* [What to work on]: Each record should be returned exactly as it is written.

[Stored items]
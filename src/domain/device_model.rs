//! Device model: the OCPP 2.0.1/2.1 component/variable store backing
//! `GetVariables`/`SetVariables`/`GetBaseReport`.
//!
//! 1.6 has no equivalent; stations running that version simply carry an
//! empty model.

use dashmap::DashMap;
use serde::{Deserialize, Serialize};

#[derive(Debug, Clone, Copy, PartialEq, Eq, Serialize, Deserialize)]
pub enum AttributeType {
    Actual,
    Target,
    MinSet,
    MaxSet,
}

impl AttributeType {
    pub fn as_str(&self) -> &'static str {
        match self {
            Self::Actual => "Actual",
            Self::Target => "Target",
            Self::MinSet => "MinSet",
            Self::MaxSet => "MaxSet",
        }
    }
}

/// Identifies a single variable: a component (optionally with an
/// instance, e.g. `"Connector"` #1) and a variable name (optionally with
/// an instance).
#[derive(Debug, Clone, PartialEq, Eq, Hash)]
pub struct VariableKey {
    pub component: String,
    pub component_instance: Option<String>,
    pub variable: String,
    pub variable_instance: Option<String>,
}

impl VariableKey {
    pub fn new(component: impl Into<String>, variable: impl Into<String>) -> Self {
        Self {
            component: component.into(),
            component_instance: None,
            variable: variable.into(),
            variable_instance: None,
        }
    }
}

#[derive(Debug, Clone, PartialEq)]
pub enum VariableValue {
    String(String),
    Integer(i64),
    Decimal(f64),
    Boolean(bool),
}

impl VariableValue {
    pub fn to_wire_string(&self) -> String {
        match self {
            Self::String(s) => s.clone(),
            Self::Integer(i) => i.to_string(),
            Self::Decimal(d) => d.to_string(),
            Self::Boolean(b) => b.to_string(),
        }
    }
}

#[derive(Debug, Clone, Copy, PartialEq, Eq)]
pub enum Mutability {
    ReadOnly,
    WriteOnly,
    ReadWrite,
}

struct VariableSlot {
    values: DashMap<AttributeType, VariableValue>,
    mutability: Mutability,
}

/// In-memory component/variable registry for a single station.
pub struct DeviceModel {
    variables: DashMap<VariableKey, VariableSlot>,
}

impl DeviceModel {
    pub fn new() -> Self {
        Self {
            variables: DashMap::new(),
        }
    }

    /// Declare a variable with an initial `Actual` value. Subsequent
    /// calls overwrite the declaration.
    pub fn declare(&self, key: VariableKey, initial: VariableValue, mutability: Mutability) {
        let values = DashMap::new();
        values.insert(AttributeType::Actual, initial);
        self.variables.insert(
            key,
            VariableSlot {
                values,
                mutability,
            },
        );
    }

    pub fn get(&self, key: &VariableKey, attribute: AttributeType) -> Option<VariableValue> {
        self.variables
            .get(key)
            .and_then(|slot| slot.values.get(&attribute).map(|v| v.clone()))
    }

    /// Set a variable's value, rejecting writes to read-only variables.
    pub fn set(
        &self,
        key: &VariableKey,
        attribute: AttributeType,
        value: VariableValue,
    ) -> Result<(), &'static str> {
        let slot = self.variables.get(key).ok_or("UnknownComponent")?;
        if slot.mutability == Mutability::ReadOnly {
            return Err("Rejected");
        }
        slot.values.insert(attribute, value);
        Ok(())
    }

    /// Whether any variable has been declared under `component`, used to
    /// distinguish `UnknownComponent` from `UnknownVariable` on a
    /// `GetVariables` miss.
    pub fn has_component(&self, component: &str) -> bool {
        self.variables.iter().any(|e| e.key().component == component)
    }

    pub fn known_components(&self) -> Vec<String> {
        let mut names: Vec<String> = self
            .variables
            .iter()
            .map(|e| e.key().component.clone())
            .collect();
        names.sort();
        names.dedup();
        names
    }
}

impl Default for DeviceModel {
    fn default() -> Self {
        Self::new()
    }
}

#[cfg(test)]
mod tests {
    use super::*;

    #[test]
    fn declare_then_get_round_trips() {
        let model = DeviceModel::new();
        let key = VariableKey::new("OCPPCommCtrlr", "HeartbeatInterval");
        model.declare(key.clone(), VariableValue::Integer(300), Mutability::ReadWrite);
        assert_eq!(
            model.get(&key, AttributeType::Actual),
            Some(VariableValue::Integer(300))
        );
    }

    #[test]
    fn read_only_variable_rejects_set() {
        let model = DeviceModel::new();
        let key = VariableKey::new("ChargingStation", "VendorName");
        model.declare(
            key.clone(),
            VariableValue::String("Acme".into()),
            Mutability::ReadOnly,
        );
        let result = model.set(&key, AttributeType::Actual, VariableValue::String("Other".into()));
        assert!(result.is_err());
    }

    #[test]
    fn has_component_reflects_declarations() {
        let model = DeviceModel::new();
        model.declare(
            VariableKey::new("ChargingStation", "VendorName"),
            VariableValue::String("Acme".into()),
            Mutability::ReadOnly,
        );
        assert!(model.has_component("ChargingStation"));
        assert!(!model.has_component("EVSE"));
    }

    #[test]
    fn unknown_component_set_is_rejected() {
        let model = DeviceModel::new();
        let key = VariableKey::new("Nope", "Nothing");
        assert!(model
            .set(&key, AttributeType::Actual, VariableValue::Boolean(true))
            .is_err());
    }
}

* [Your solution]:
filename src/domain/device_model.rs
//! Device model: the OCPP 2.0.1/2.1 component/variable store backing
//! `GetVariables`/`SetVariables`/`GetBaseReport`.
//!
//! 1.6 has no equivalent; stations running that version simply carry an
//! empty model.

use dashmap::DashMap;
use serde::{Deserialize, Serialize};

#[derive(Debug, Clone, Copy, PartialEq, Eq, Serialize, Deserialize)]
pub enum AttributeType {
    Actual,
    Target,
    MinSet,
    MaxSet,
}

impl AttributeType {
    pub fn as_str(&self) -> &'static str {
        match self {
            Self::Actual => "Actual",
            Self::Target => "Target",
            Self::MinSet => "MinSet",
            Self::MaxSet => "MaxSet",
        }
    }
}

/// Identifies a single variable: a component (optionally with an
/// instance, e.g. `"Connector"` #1) and a variable name (optionally with
/// an instance).
#[derive(Debug, Clone, PartialEq, Eq, Hash)]
pub struct VariableKey {
    pub component: String,
    pub component_instance: Option<String>,
    pub variable: String,
    pub variable_instance: Option<String>,
}

impl VariableKey {
    pub fn new(component: impl Into<String>, variable: impl Into<String>) -> Self {
        Self {
            component: component.into(),
            component_instance: None,
            variable: variable.into(),
            variable_instance: None,
        }
    }
}

#[derive(Debug, Clone, PartialEq)]
pub enum VariableValue {
    String(String),
    Integer(i64),
    Decimal(f64),
    Boolean(bool),
}

impl VariableValue {
    pub fn to_wire_string(&self) -> String {
        match self {
            Self::String(s) => s.clone(),
            Self::Integer(i) => i.to_string(),
            Self::Decimal(d) => d.to_string(),
            Self::Boolean(b) => b.to_string(),
        }
    }
}

#[derive(Debug, Clone, Copy, PartialEq, Eq)]
pub enum Mutability {
    ReadOnly,
    WriteOnly,
    ReadWrite,
}

struct VariableSlot {
    values: DashMap<AttributeType, VariableValue>,
    mutability: Mutability,
}

/// In-memory component/variable registry for a single station.
pub struct DeviceModel {
    variables: DashMap<VariableKey, VariableSlot>,
}

impl DeviceModel {
    pub fn new() -> Self {
        Self {
            variables: DashMap::new(),
        }
    }

    /// Declare a variable with an initial `Actual` value. Subsequent
    /// calls overwrite the declaration.
    pub fn declare(&self, key: VariableKey, initial: VariableValue, mutability: Mutability) {
        let values = DashMap::new();
        values.insert(AttributeType::Actual, initial);
        self.variables.insert(
            key,
            VariableSlot {
                values,
                mutability,
            },
        );
    }

    pub fn get(&self, key: &VariableKey, attribute: AttributeType) -> Option<VariableValue> {
        self.variables
            .get(key)
            .and_then(|slot| slot.values.get(&attribute).map(|v| v.clone()))
    }

    /// Set a variable's value, rejecting writes to read-only variables.
    pub fn set(
        &self,
        key: &VariableKey,
        attribute: AttributeType,
        value: VariableValue,
    ) -> Result<(), &'static str> {
        let slot = self.variables.get(key).ok_or("UnknownComponent")?;
        if slot.mutability == Mutability::ReadOnly {
            return Err("Rejected");
        }
        slot.values.insert(attribute, value);
        Ok(())
    }

    /// Whether any variable has been declared under `component`, used to
    /// distinguish `UnknownComponent` from `UnknownVariable` on a
    /// `GetVariables` miss.
    pub fn has_component(&self, component: &str) -> bool {
        self.variables.iter().any(|e| e.key().component == component)
    }

    pub fn known_components(&self) -> Vec<String> {
        let mut names: Vec<String> = self
            .variables
            .iter()
            .map(|e| e.key().component.clone())
            .collect();
        names.sort();
        names.dedup();
        names
    }
}

impl Default for DeviceModel {
    fn default() -> Self {
        Self::new()
    }
}

#[cfg(test)]
mod tests {
    use super::*;

    #[test]
    fn declare_then_get_round_trips() {
        let model = DeviceModel::new();
        let key = VariableKey::new("OCPPCommCtrlr", "HeartbeatInterval");
        model.declare(key.clone(), VariableValue::Integer(300), Mutability::ReadWrite);
        assert_eq!(
            model.get(&key, AttributeType::Actual),
            Some(VariableValue::Integer(300))
        );
    }

    #[test]
    fn read_only_variable_rejects_set() {
        let model = DeviceModel::new();
        let key = VariableKey::new("ChargingStation", "VendorName");
        model.declare(
            key.clone(),
            VariableValue::String("Acme".into()),
            Mutability::ReadOnly,
        );
        let result = model.set(&key, AttributeType::Actual, VariableValue::String("Other".into()));
        assert!(result.is_err());
    }

    #[test]
    fn has_component_reflects_declarations() {
        let model = DeviceModel::new();
        model.declare(
            VariableKey::new("ChargingStation", "VendorName"),
            VariableValue::String("Acme".into()),
            Mutability::ReadOnly,
        );
        assert!(model.has_component("ChargingStation"));
        assert!(!model.has_component("EVSE"));
    }

    #[test]
    fn unknown_component_set_is_rejected() {
        let model = DeviceModel::new();
        let key = VariableKey::new("Nope", "Nothing");
        assert!(model
            .set(&key, AttributeType::Actual, VariableValue::Boolean(true))
            .is_err());
    }
}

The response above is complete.